Rokes Alecia B, Santos-Lopez Alfonso, Cooper Vaughn S
University of Pittsburgh, Department of Microbiology and Molecular Genetics, Pittsburgh, PA, USA.
Center for Evolutionary Biology and Medicine, University of Pittsburgh, Pittsburgh, PA, USA.
bioRxiv. 2025 Jan 24:2025.01.22.634413. doi: 10.1101/2025.01.22.634413.
Evolutionary history encompasses genetic and phenotypic bacterial differences, but the extent to which history influences drug response and antimicrobial resistance (AMR) adaptation is unclear. Historical contingencies arise when elements from an organism's past leave lasting effects on the genome, altering the paths available for adaptation. We utilize strains isolated before and after widespread antibiotic use to study the impact of deep historical differences shaped by decades of evolution in varying antibiotic and host pressures.
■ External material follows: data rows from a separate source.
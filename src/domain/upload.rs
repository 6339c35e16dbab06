//! Product image uploads: accepted formats, size bound and storage naming.

use chrono::{Datelike, NaiveDate};
use serde::Serialize;
use thiserror::Error;
use uuid::Uuid;

/// Uploads must be strictly smaller than this many bytes (5 MiB).
pub const MAX_UPLOAD_BYTES: u64 = 5_242_880;

/// Image formats accepted by the upload pipeline.
#[derive(Debug, Clone, Copy, PartialEq, Eq, Serialize)]
pub enum ImageMime {
    Png,
    Jpeg,
}

impl ImageMime {
    pub const fn content_type(self) -> &'static str {
        match self {
            Self::Png => "image/png",
            Self::Jpeg => "image/jpeg",
        }
    }

    /// Extension appended to stored objects, derived only from the mime type.
    pub const fn extension(self) -> &'static str {
        match self {
            Self::Png => ".png",
            Self::Jpeg => ".jpeg",
        }
    }
}

#[derive(Debug, Error, Clone, PartialEq, Eq)]
pub enum UploadRejection {
    #[error("Upload File Required With Maximum File Size 5 MB/File.!")]
    MissingOrTooLarge,
    #[error("Format Allowed: .jpeg, .jpg or .png")]
    UnsupportedFormat,
}

impl TryFrom<&str> for ImageMime {
    type Error = UploadRejection;

    fn try_from(value: &str) -> Result<Self, Self::Error> {
        match value {
            "image/png" => Ok(Self::Png),
            "image/jpeg" => Ok(Self::Jpeg),
            _ => Err(UploadRejection::UnsupportedFormat),
        }
    }
}

/// An upload that passed size and format checks.
#[derive(Debug, Clone, PartialEq, Eq)]
pub struct ValidatedImage {
    pub mime: ImageMime,
    pub bytes: Vec<u8>,
}

impl ValidatedImage {
    /// Checks the declared size first, then the declared mime type.
    ///
    /// An empty file is within bounds; a missing file never gets here.
    pub fn validate(
        bytes: Vec<u8>,
        declared_mime: Option<&str>,
        declared_size: u64,
    ) -> Result<Self, UploadRejection> {
        if declared_size >= MAX_UPLOAD_BYTES {
            return Err(UploadRejection::MissingOrTooLarge);
        }
        let mime = declared_mime
            .ok_or(UploadRejection::UnsupportedFormat)
            .and_then(ImageMime::try_from)?;
        Ok(Self { mime, bytes })
    }
}

/// Storage key `{year}/{month}/{day}/{uuid}{ext}`; month and day are not padded.
pub fn storage_key(date: NaiveDate, mime: ImageMime) -> String {
    format!(
        "{}/{}/{}/{}{}",
        date.year(),
        date.month(),
        date.day(),
        Uuid::new_v4(),
        mime.extension()
    )
}

#[cfg(test)]
mod tests {
    use super::*;

    #[test]
    fn accepts_small_png() {
        let image = ValidatedImage::validate(vec![0; 10], Some("image/png"), 100 * 1024).unwrap();
        assert_eq!(image.mime, ImageMime::Png);
    }

    #[test]
    fn rejects_boundary_size() {
        let err = ValidatedImage::validate(vec![], Some("image/png"), MAX_UPLOAD_BYTES).unwrap_err();
        assert_eq!(err, UploadRejection::MissingOrTooLarge);
        assert!(ValidatedImage::validate(vec![], Some("image/png"), MAX_UPLOAD_BYTES - 1).is_ok());
    }

    #[test]
    fn accepts_empty_png() {
        let image = ValidatedImage::validate(vec![], Some("image/png"), 0).unwrap();
        assert_eq!(image.mime, ImageMime::Png);
        assert!(image.bytes.is_empty());
    }

    #[test]
    fn rejects_gif_and_missing_mime() {
        assert_eq!(
            ValidatedImage::validate(vec![1], Some("image/gif"), 1).unwrap_err(),
            UploadRejection::UnsupportedFormat
        );
        assert_eq!(
            ValidatedImage::validate(vec![1], None, 1).unwrap_err(),
            UploadRejection::UnsupportedFormat
        );
    }

    #[test]
    fn storage_key_is_date_partitioned() {
        let date = NaiveDate::from_ymd_opt(2026, 3, 7).unwrap();
        let key = storage_key(date, ImageMime::Jpeg);
        assert!(key.starts_with("2026/3/7/"));
        assert!(key.ends_with(".jpeg"));
        let file = key.rsplit('/').next().unwrap();
        assert!(Uuid::parse_str(file.trim_end_matches(".jpeg")).is_ok());
    }

    #[test]
    fn storage_keys_do_not_repeat() {
        let date = NaiveDate::from_ymd_opt(2026, 3, 7).unwrap();
        assert_ne!(
            storage_key(date, ImageMime::Png),
            storage_key(date, ImageMime::Png)
        );
    }
}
We evaluated these effects by comparing immediate and adaptive responses of two strains of to the last-resort antibiotic, tigecycline (TGC). When grown in subinhibitory TGC, the two strains demonstrated divergent transcriptional responses suggesting that baseline transcript levels may dictate global responses to drug and their subsequent evolutionary trajectories. Experimental evolution in TGC revealed clear differences in population-genetic dynamics - with hard sweeps in populations founded by one strain and no mutations reaching fixation in the other strain. Transcriptomes of evolved populations no longer showed signatures of drug response, as was seen in the ancestors, suggesting that genetic adaptation may outweigh preexisting differences in transcriptional networks. Genetically, AMR was acquired through predictable mechanisms of increased efflux and drug target modification; however, the two strains adapted by mutations in different efflux regulators. Fitness tradeoffs of AMR were only observed in lineages evolved from the pre-antibiotic era strain, suggesting that decades of adaptation to antibiotics resulted in preexisting compensatory mechanisms in the more contemporary isolate, an important example of a beneficial effect of historical contingencies.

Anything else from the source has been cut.